## About this task
Which of the lines below hold the word "allow"? Pull each of them out.

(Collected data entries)
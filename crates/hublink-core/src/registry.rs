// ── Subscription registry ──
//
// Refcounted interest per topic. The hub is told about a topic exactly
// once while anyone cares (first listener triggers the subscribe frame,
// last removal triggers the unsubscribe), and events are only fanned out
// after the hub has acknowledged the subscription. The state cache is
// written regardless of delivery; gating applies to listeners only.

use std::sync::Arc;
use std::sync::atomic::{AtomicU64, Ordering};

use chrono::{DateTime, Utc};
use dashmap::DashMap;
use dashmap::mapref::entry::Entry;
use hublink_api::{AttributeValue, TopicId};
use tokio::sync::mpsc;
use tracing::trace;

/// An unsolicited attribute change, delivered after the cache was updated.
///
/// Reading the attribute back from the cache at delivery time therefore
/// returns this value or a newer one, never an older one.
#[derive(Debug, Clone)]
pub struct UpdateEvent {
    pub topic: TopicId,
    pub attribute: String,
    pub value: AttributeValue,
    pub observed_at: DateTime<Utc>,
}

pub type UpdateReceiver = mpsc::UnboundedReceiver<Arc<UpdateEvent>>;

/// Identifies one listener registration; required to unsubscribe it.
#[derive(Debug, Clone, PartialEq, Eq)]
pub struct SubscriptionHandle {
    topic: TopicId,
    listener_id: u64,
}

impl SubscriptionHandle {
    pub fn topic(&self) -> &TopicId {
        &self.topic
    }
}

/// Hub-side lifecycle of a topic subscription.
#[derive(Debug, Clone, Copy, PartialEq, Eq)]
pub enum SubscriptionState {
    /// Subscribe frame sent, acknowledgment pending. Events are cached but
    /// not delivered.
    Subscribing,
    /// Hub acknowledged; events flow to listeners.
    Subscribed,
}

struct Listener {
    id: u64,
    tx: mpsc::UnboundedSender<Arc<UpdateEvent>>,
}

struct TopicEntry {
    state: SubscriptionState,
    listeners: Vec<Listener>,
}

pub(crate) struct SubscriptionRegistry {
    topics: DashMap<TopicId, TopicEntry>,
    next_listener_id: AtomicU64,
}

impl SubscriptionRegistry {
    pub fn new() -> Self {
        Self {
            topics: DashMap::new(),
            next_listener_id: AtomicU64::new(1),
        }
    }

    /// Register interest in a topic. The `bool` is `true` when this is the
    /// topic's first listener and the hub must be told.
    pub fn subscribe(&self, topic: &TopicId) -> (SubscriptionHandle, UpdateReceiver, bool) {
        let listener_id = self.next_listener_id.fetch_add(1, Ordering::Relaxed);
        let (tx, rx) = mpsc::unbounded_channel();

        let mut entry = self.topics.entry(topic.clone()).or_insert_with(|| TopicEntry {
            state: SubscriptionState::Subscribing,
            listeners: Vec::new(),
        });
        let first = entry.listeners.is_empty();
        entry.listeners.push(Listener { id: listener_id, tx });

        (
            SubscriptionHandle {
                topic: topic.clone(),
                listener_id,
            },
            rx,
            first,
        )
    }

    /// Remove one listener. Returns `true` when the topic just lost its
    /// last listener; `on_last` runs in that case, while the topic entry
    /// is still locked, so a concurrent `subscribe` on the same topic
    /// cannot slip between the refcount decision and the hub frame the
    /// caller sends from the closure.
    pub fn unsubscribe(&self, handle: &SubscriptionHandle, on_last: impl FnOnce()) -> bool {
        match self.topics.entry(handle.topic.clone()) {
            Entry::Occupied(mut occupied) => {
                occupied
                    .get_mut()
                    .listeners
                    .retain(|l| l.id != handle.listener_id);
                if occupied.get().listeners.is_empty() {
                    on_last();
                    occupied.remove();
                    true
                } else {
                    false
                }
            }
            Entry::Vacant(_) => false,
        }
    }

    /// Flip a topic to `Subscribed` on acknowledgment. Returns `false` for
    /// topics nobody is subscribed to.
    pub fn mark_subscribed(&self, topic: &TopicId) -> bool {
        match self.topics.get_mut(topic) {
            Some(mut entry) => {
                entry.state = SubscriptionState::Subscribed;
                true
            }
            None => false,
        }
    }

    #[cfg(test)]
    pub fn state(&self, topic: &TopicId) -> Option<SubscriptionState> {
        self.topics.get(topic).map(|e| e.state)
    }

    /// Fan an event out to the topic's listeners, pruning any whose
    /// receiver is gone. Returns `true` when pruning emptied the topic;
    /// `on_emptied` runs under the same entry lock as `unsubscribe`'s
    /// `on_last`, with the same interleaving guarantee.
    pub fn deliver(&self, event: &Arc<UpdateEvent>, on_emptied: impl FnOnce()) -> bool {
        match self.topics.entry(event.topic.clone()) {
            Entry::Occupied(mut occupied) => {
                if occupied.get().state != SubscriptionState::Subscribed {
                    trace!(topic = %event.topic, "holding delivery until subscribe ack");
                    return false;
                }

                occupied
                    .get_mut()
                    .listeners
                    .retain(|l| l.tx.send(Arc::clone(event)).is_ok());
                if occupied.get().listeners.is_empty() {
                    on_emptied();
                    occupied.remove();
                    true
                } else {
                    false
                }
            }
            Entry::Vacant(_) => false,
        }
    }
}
==
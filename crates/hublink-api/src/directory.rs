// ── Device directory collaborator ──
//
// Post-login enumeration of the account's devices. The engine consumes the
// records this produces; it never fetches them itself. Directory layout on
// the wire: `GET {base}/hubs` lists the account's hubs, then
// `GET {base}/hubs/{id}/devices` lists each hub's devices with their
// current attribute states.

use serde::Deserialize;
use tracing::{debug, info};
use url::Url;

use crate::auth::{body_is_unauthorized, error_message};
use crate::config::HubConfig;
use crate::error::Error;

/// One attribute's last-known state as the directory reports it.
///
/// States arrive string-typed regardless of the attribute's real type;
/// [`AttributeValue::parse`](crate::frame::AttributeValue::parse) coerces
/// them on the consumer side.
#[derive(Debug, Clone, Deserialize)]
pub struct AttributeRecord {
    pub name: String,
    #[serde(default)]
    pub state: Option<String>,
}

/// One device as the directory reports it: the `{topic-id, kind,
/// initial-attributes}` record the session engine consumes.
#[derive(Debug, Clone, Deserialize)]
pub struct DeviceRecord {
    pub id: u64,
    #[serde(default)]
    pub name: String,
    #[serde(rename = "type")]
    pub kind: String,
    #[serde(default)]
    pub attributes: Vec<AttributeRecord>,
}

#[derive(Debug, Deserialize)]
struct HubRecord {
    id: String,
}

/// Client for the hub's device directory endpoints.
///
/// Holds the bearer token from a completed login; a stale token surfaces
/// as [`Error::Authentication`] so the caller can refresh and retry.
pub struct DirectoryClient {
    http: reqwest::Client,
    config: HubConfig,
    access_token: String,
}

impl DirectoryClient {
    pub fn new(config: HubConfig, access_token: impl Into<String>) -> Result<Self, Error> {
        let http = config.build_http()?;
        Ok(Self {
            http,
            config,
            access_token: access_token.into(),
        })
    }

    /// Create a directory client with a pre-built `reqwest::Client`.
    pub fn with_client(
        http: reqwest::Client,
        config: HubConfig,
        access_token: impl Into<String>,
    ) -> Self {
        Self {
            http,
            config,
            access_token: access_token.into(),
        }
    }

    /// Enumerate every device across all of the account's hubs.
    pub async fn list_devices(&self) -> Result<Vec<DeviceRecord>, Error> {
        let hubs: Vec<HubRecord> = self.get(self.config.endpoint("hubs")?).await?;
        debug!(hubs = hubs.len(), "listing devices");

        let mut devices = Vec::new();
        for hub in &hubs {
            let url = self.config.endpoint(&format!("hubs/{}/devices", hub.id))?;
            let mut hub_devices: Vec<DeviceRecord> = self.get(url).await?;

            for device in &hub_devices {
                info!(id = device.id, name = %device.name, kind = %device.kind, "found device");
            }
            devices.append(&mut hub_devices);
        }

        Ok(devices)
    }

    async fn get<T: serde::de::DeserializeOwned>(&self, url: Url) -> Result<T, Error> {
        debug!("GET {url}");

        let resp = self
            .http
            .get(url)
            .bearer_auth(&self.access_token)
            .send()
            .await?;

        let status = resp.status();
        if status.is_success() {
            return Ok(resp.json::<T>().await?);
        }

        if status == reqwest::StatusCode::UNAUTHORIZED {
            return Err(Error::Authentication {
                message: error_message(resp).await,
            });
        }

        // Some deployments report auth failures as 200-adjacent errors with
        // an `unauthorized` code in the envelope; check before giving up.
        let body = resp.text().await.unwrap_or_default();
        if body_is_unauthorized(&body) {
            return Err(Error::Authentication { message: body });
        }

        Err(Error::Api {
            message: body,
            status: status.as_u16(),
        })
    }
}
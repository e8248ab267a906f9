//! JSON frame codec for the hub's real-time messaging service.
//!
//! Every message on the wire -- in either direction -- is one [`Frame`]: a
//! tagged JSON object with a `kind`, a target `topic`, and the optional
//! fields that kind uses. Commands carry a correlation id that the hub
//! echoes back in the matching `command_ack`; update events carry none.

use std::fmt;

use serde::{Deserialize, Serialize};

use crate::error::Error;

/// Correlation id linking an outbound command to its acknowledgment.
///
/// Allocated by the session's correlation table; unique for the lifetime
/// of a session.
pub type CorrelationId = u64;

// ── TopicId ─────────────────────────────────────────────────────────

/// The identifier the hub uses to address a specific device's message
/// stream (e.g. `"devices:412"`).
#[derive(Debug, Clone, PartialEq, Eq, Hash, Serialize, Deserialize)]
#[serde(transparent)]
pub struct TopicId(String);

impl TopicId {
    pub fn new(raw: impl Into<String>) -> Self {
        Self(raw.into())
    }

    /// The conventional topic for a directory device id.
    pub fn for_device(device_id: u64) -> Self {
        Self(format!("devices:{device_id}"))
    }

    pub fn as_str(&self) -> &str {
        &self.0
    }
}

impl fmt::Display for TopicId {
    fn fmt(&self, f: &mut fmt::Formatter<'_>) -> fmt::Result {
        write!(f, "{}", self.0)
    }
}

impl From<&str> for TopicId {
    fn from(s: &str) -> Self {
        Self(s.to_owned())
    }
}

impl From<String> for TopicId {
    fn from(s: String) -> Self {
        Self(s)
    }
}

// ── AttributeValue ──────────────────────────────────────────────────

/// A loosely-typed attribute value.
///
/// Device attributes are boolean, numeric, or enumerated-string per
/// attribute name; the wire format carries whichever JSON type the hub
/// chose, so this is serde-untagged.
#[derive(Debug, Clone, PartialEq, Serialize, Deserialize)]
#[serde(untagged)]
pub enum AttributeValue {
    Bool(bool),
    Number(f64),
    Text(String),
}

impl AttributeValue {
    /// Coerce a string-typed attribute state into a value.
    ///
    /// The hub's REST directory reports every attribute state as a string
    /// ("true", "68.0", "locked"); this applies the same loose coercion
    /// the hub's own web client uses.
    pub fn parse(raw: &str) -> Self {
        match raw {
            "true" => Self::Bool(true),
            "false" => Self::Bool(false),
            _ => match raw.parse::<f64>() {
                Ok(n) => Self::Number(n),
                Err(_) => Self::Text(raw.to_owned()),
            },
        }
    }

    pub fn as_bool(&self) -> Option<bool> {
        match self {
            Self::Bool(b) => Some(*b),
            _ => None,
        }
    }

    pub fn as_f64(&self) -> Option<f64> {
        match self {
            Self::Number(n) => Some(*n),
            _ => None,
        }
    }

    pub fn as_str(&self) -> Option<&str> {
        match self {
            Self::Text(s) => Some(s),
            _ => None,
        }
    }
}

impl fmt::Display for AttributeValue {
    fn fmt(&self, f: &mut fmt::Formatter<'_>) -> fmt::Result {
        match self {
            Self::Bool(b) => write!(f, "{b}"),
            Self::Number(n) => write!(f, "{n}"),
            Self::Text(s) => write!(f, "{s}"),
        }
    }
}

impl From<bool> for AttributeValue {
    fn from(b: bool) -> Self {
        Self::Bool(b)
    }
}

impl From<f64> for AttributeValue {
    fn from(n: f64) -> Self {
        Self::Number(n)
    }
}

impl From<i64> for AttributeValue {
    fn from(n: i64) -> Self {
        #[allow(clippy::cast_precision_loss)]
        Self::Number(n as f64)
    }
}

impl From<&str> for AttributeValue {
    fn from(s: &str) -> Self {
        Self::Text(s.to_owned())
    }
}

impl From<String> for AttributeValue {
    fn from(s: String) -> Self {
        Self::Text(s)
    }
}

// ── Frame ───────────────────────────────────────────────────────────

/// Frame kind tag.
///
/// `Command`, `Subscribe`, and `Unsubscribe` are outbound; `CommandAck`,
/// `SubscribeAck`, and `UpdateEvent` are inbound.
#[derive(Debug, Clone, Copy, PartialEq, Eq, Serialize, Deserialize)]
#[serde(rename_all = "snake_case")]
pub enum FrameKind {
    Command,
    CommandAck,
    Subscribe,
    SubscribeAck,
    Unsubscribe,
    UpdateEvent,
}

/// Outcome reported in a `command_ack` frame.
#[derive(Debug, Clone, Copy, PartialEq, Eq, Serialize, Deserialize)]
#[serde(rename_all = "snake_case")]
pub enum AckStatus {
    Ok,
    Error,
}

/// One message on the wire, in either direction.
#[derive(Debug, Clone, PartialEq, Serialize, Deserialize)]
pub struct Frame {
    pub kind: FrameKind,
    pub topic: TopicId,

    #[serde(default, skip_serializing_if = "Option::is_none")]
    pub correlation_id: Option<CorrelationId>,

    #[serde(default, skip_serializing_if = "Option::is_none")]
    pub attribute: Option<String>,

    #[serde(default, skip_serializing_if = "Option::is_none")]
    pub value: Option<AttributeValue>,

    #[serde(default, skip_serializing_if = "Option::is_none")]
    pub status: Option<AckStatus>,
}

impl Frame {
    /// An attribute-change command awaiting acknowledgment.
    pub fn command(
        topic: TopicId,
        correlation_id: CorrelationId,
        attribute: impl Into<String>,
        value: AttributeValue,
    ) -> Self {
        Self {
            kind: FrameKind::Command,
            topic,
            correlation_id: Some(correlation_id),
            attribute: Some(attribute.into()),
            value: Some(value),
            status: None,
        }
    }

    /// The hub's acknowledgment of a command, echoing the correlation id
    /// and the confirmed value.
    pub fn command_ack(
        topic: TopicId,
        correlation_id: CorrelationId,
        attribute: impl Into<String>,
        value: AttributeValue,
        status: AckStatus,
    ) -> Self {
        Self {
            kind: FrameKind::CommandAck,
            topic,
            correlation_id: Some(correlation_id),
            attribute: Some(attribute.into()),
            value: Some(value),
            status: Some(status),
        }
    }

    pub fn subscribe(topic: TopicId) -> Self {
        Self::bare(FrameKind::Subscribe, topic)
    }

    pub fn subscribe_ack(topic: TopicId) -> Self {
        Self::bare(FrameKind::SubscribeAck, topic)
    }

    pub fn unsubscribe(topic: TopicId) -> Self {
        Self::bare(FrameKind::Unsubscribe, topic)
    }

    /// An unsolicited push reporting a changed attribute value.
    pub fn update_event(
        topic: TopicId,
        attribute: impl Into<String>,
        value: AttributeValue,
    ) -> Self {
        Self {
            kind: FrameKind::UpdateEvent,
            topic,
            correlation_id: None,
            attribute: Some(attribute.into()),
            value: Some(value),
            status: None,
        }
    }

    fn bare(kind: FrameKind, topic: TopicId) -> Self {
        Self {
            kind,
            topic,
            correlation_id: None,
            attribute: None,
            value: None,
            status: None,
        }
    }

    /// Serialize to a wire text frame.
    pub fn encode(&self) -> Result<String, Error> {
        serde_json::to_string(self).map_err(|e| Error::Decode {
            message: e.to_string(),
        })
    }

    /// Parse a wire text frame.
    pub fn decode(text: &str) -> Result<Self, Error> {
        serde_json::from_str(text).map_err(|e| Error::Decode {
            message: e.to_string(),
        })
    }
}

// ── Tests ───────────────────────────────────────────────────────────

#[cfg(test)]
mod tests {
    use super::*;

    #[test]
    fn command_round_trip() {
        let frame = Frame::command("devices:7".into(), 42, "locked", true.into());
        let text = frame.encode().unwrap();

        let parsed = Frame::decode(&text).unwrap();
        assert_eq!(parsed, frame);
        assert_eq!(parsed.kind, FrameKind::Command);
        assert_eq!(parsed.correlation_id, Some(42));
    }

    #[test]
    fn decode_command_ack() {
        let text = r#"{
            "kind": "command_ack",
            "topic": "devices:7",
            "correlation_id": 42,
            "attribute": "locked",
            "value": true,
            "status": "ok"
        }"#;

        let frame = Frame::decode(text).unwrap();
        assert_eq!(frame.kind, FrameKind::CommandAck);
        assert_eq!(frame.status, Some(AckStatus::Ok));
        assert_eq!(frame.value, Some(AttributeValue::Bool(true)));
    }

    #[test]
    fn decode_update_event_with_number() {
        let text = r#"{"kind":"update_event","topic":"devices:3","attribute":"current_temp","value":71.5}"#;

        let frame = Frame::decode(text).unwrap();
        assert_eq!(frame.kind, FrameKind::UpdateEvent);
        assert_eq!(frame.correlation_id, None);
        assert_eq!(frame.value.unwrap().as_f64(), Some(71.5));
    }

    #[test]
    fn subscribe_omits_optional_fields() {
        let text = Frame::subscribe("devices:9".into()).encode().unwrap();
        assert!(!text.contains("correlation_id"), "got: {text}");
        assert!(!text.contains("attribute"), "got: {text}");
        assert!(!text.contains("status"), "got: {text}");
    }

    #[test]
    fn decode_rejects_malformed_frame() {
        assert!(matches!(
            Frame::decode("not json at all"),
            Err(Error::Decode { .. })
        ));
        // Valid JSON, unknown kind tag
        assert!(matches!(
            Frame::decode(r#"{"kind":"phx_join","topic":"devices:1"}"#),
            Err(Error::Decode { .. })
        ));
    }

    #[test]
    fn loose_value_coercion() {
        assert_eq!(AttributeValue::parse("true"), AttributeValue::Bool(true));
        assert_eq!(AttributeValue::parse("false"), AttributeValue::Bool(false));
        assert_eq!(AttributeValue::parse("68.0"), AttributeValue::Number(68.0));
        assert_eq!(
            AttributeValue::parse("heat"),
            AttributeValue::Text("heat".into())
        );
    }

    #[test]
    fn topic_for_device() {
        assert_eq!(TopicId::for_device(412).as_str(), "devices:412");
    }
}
* * *
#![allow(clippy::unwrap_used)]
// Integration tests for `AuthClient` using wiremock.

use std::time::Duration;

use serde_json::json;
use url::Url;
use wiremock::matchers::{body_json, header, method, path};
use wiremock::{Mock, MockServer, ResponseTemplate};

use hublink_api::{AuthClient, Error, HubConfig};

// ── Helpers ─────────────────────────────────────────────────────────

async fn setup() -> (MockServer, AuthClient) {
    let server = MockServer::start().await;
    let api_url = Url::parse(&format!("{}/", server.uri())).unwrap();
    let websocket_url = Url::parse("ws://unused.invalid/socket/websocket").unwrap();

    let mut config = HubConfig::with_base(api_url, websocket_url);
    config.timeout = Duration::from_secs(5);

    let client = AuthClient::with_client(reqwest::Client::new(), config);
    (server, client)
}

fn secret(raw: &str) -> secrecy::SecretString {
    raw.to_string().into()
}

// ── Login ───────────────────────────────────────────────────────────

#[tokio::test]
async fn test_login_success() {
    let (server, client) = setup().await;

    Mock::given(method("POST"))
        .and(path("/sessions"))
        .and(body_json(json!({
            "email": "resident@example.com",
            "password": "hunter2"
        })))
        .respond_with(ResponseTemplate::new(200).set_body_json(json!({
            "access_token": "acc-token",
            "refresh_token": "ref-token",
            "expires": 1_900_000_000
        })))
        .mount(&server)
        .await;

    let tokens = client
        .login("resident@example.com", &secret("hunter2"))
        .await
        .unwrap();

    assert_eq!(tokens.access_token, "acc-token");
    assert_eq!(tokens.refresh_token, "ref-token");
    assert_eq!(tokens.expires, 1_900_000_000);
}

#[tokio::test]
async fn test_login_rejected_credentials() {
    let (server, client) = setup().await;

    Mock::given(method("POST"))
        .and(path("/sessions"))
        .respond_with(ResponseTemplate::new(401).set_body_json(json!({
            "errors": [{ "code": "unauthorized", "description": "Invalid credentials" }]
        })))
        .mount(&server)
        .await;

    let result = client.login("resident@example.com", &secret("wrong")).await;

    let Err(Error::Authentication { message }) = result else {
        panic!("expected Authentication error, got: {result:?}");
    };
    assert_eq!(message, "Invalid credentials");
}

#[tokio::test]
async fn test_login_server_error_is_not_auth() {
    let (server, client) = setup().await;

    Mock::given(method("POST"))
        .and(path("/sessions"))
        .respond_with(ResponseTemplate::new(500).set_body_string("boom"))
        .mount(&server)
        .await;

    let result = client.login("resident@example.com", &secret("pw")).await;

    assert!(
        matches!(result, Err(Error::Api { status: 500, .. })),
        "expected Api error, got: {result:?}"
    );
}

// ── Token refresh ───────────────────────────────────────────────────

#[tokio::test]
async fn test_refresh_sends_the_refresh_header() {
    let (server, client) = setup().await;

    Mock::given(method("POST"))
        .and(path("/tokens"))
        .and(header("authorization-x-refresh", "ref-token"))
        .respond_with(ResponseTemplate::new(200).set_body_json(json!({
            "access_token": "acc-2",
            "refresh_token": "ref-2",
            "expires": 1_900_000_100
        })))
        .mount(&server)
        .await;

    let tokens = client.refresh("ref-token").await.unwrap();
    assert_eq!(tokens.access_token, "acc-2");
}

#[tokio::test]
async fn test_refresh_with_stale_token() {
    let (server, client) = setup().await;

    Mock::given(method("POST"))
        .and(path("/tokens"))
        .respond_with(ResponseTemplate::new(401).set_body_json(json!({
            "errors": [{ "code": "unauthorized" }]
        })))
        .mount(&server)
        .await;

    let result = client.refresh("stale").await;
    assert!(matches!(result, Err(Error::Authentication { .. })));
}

## Response to this exercise
        #[allow(clippy::cast_precision_loss)]
#![allow(clippy::unwrap_used)]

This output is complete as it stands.